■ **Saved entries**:
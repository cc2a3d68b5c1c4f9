//! Per-remote-service subscription lifecycle and action invocation
//!
//! A [`ServiceHandle`] binds one remote service's event and control URLs
//! to the shared subscription registry and transport. It owns at most one
//! active subscription at a time: registering a reporter subscribes and
//! installs a forwarding callback under the minted SID, clearing the
//! reporter unsubscribes, and [`ServiceHandle::resubscribe`] trades a
//! suspected-stale subscription for a fresh one while keeping the
//! callback.

use std::fmt;
use std::sync::Arc;

use tracing::{debug, info, warn};
use upnp_eventing::{
    DecodedEvent, EventCallback, EventGateway, EventTransport, SubscriptionRegistry,
    DEFAULT_SUBSCRIPTION_TIMEOUT_SECS,
};
use upnp_soap::{ActionInvoker, FromSoapValue, SoapArgs, SoapResponse, ToSoapValue};

use crate::description::{resolve_url, DeviceDescription, ServiceDescription};
use crate::error::{Result, ServiceError};

/// Application-side observer of a service's state-variable changes.
///
/// Installed with [`ServiceHandle::install_reporter`] and invoked from a
/// transport-owned callback thread, always with a successfully decoded
/// event, never with an error.
pub trait VarEventReporter: Send + Sync {
    fn properties_changed(&self, props: &DecodedEvent);
}

/// Handle to one service on a remote device.
///
/// The handle is Subscribed exactly while it holds a SID; all operations
/// report failures through [`ServiceError`] and leave the process
/// running. Dropping a handle unregisters its subscription so the shared
/// registry never outlives an owner with a dangling entry.
pub struct ServiceHandle {
    registry: Arc<SubscriptionRegistry>,
    transport: Arc<dyn EventTransport>,
    invoker: Arc<dyn ActionInvoker>,
    action_url: String,
    event_url: String,
    service_type: String,
    device_udn: String,
    friendly_name: String,
    manufacturer: String,
    model_name: String,
    subscription_timeout: u32,
    sid: Option<String>,
    reporter: Option<Arc<dyn VarEventReporter>>,
}

impl ServiceHandle {
    /// Bind a handle to `service` as described by `device`.
    ///
    /// Also installs the transport event gateway for `registry`; only the
    /// first handle constructed against a registry actually registers
    /// handlers.
    pub fn new(
        registry: Arc<SubscriptionRegistry>,
        transport: Arc<dyn EventTransport>,
        invoker: Arc<dyn ActionInvoker>,
        device: &DeviceDescription,
        service: &ServiceDescription,
    ) -> Self {
        EventGateway::install(Arc::clone(&registry), transport.as_ref());

        Self {
            action_url: resolve_url(&device.url_base, &service.control_url),
            event_url: resolve_url(&device.url_base, &service.event_sub_url),
            service_type: service.service_type.clone(),
            device_udn: device.udn.clone(),
            friendly_name: device.friendly_name.clone(),
            manufacturer: device.manufacturer.clone(),
            model_name: device.model_name.clone(),
            subscription_timeout: DEFAULT_SUBSCRIPTION_TIMEOUT_SECS,
            sid: None,
            reporter: None,
            registry,
            transport,
            invoker,
        }
    }

    /// Bind to the first service of `service_type` described by `device`,
    /// or `None` if the device does not offer one.
    pub fn from_device(
        registry: Arc<SubscriptionRegistry>,
        transport: Arc<dyn EventTransport>,
        invoker: Arc<dyn ActionInvoker>,
        device: &DeviceDescription,
        service_type: &str,
    ) -> Option<Self> {
        device
            .service_of_type(service_type)
            .map(|service| Self::new(registry, transport, invoker, device, service))
    }

    /// Override the renewal timeout requested on subscribe
    pub fn with_subscription_timeout(mut self, timeout_seconds: u32) -> Self {
        self.subscription_timeout = timeout_seconds;
        self
    }

    pub fn friendly_name(&self) -> &str {
        &self.friendly_name
    }

    pub fn device_id(&self) -> &str {
        &self.device_udn
    }

    pub fn service_type(&self) -> &str {
        &self.service_type
    }

    pub fn action_url(&self) -> &str {
        &self.action_url
    }

    pub fn event_url(&self) -> &str {
        &self.event_url
    }

    pub fn manufacturer(&self) -> &str {
        &self.manufacturer
    }

    pub fn model_name(&self) -> &str {
        &self.model_name
    }

    pub fn is_subscribed(&self) -> bool {
        self.sid.is_some()
    }

    /// The SID of the active subscription, if any
    pub fn subscription_id(&self) -> Option<&str> {
        self.sid.as_deref()
    }

    /// The currently installed reporter, if any
    pub fn reporter(&self) -> Option<Arc<dyn VarEventReporter>> {
        self.reporter.clone()
    }

    fn subscribe(&mut self) -> Result<()> {
        debug!(event_url = %self.event_url, "subscribing");
        let grant = self
            .transport
            .subscribe(&self.event_url, self.subscription_timeout)
            .map_err(|e| {
                warn!(event_url = %self.event_url, error = %e, "subscribe failed");
                e
            })?;
        debug!(sid = %grant.sid, timeout = grant.timeout_seconds, "subscribed");
        self.sid = Some(grant.sid);
        Ok(())
    }

    fn unsubscribe(&mut self) {
        // The local SID and registry entry are cleared whatever the
        // transport reports: a SID the remote side may already have
        // invalidated must not survive locally.
        if let Some(sid) = self.sid.take() {
            debug!(%sid, "unsubscribing");
            if let Err(e) = self.transport.unsubscribe(&sid) {
                warn!(%sid, error = %e, "unsubscribe failed");
            }
            self.registry.unregister(&sid);
        }
    }

    /// Subscribe (when Unsubscribed) and install `callback` under the
    /// resulting SID.
    ///
    /// On an already-Subscribed handle the callback replaces the entry
    /// for the current SID without a new transport subscribe. A failed
    /// subscribe installs nothing and returns the transport error; the
    /// caller may retry.
    pub fn register_callback(&mut self, callback: EventCallback) -> Result<()> {
        if self.sid.is_none() {
            self.subscribe()?;
        }
        if let Some(sid) = &self.sid {
            debug!(%sid, event_url = %self.event_url, "registering callback");
            self.registry.register(sid.clone(), callback);
        }
        Ok(())
    }

    /// Drop the subscription and its dispatch entry.
    ///
    /// Safe to call on an already-Unsubscribed handle (no-op). Transport
    /// failures are logged, not propagated: local state is authoritative.
    pub fn unregister_callback(&mut self) {
        self.unsubscribe();
    }

    /// Replace a suspected-stale subscription with a fresh one, keeping
    /// the registered callback.
    ///
    /// Meant for recovery after a reported autorenewal failure or a
    /// resumed process; it is never invoked automatically. If no callback
    /// is registered for the current SID the inconsistency is logged and
    /// the handle keeps its (orphaned) SID.
    pub fn resubscribe(&mut self) -> Result<()> {
        debug!(service_type = %self.service_type, "resubscribing");
        let Some(sid) = self.sid.clone() else {
            info!("resubscribe: no active subscription");
            return Ok(());
        };
        let Some(callback) = self.registry.callback_for(&sid) else {
            info!(%sid, "resubscribe: no callback registered for subscription");
            return Ok(());
        };
        self.unregister_callback();
        self.register_callback(callback)
    }

    /// Install (or clear) the reporter for this service.
    ///
    /// Installing subscribes and forwards every decoded event to
    /// `reporter`; a new reporter replaces the previous one. Passing
    /// `None` unsubscribes. When the subscribe fails no reporter is
    /// installed and the handle stays Unsubscribed.
    pub fn install_reporter(&mut self, reporter: Option<Arc<dyn VarEventReporter>>) -> Result<()> {
        match &reporter {
            Some(r) => {
                let target = Arc::clone(r);
                self.register_callback(Arc::new(move |props: &DecodedEvent| {
                    target.properties_changed(props)
                }))?;
            }
            None => self.unregister_callback(),
        }
        self.reporter = reporter;
        Ok(())
    }

    /// Invoke a named action against the service's control URL
    pub fn run_action(&self, args: SoapArgs) -> Result<SoapResponse> {
        self.invoker.invoke(&self.action_url, &args).map_err(|e| {
            info!(action = args.name(), error = %e, "action failed");
            ServiceError::from(e)
        })
    }

    /// Invoke an action that takes no arguments, discarding the response
    pub fn run_trivial_action(&self, action: &str) -> Result<()> {
        self.run_action(SoapArgs::new(&self.service_type, action))
            .map(|_| ())
    }

    /// Invoke a no-argument action and extract one named, typed result
    /// value from the response
    pub fn run_simple_get<T: FromSoapValue>(&self, action: &str, field: &str) -> Result<T> {
        let response = self.run_action(SoapArgs::new(&self.service_type, action))?;
        response.get::<T>(field).ok_or_else(|| {
            info!(action, field, "missing field in response");
            ServiceError::MissingField {
                action: action.to_string(),
                field: field.to_string(),
            }
        })
    }

    /// Invoke an action carrying one named argument, discarding the
    /// response
    pub fn run_simple_action(
        &self,
        action: &str,
        field: &str,
        value: impl ToSoapValue,
    ) -> Result<()> {
        self.run_action(SoapArgs::new(&self.service_type, action).arg(field, value))
            .map(|_| ())
    }
}

impl Drop for ServiceHandle {
    fn drop(&mut self) {
        debug!(event_url = %self.event_url, sid = ?self.sid, "dropping service handle");
        self.unregister_callback();
    }
}

impl fmt::Debug for ServiceHandle {
    fn fmt(&self, f: &mut fmt::Formatter<'_>) -> fmt::Result {
        f.debug_struct("ServiceHandle")
            .field("service_type", &self.service_type)
            .field("event_url", &self.event_url)
            .field("sid", &self.sid)
            .finish()
    }
}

■ **Action item**: Count the lines of the entries that hold the string "described", then state that number and nothing more.

■ **Written response**: 2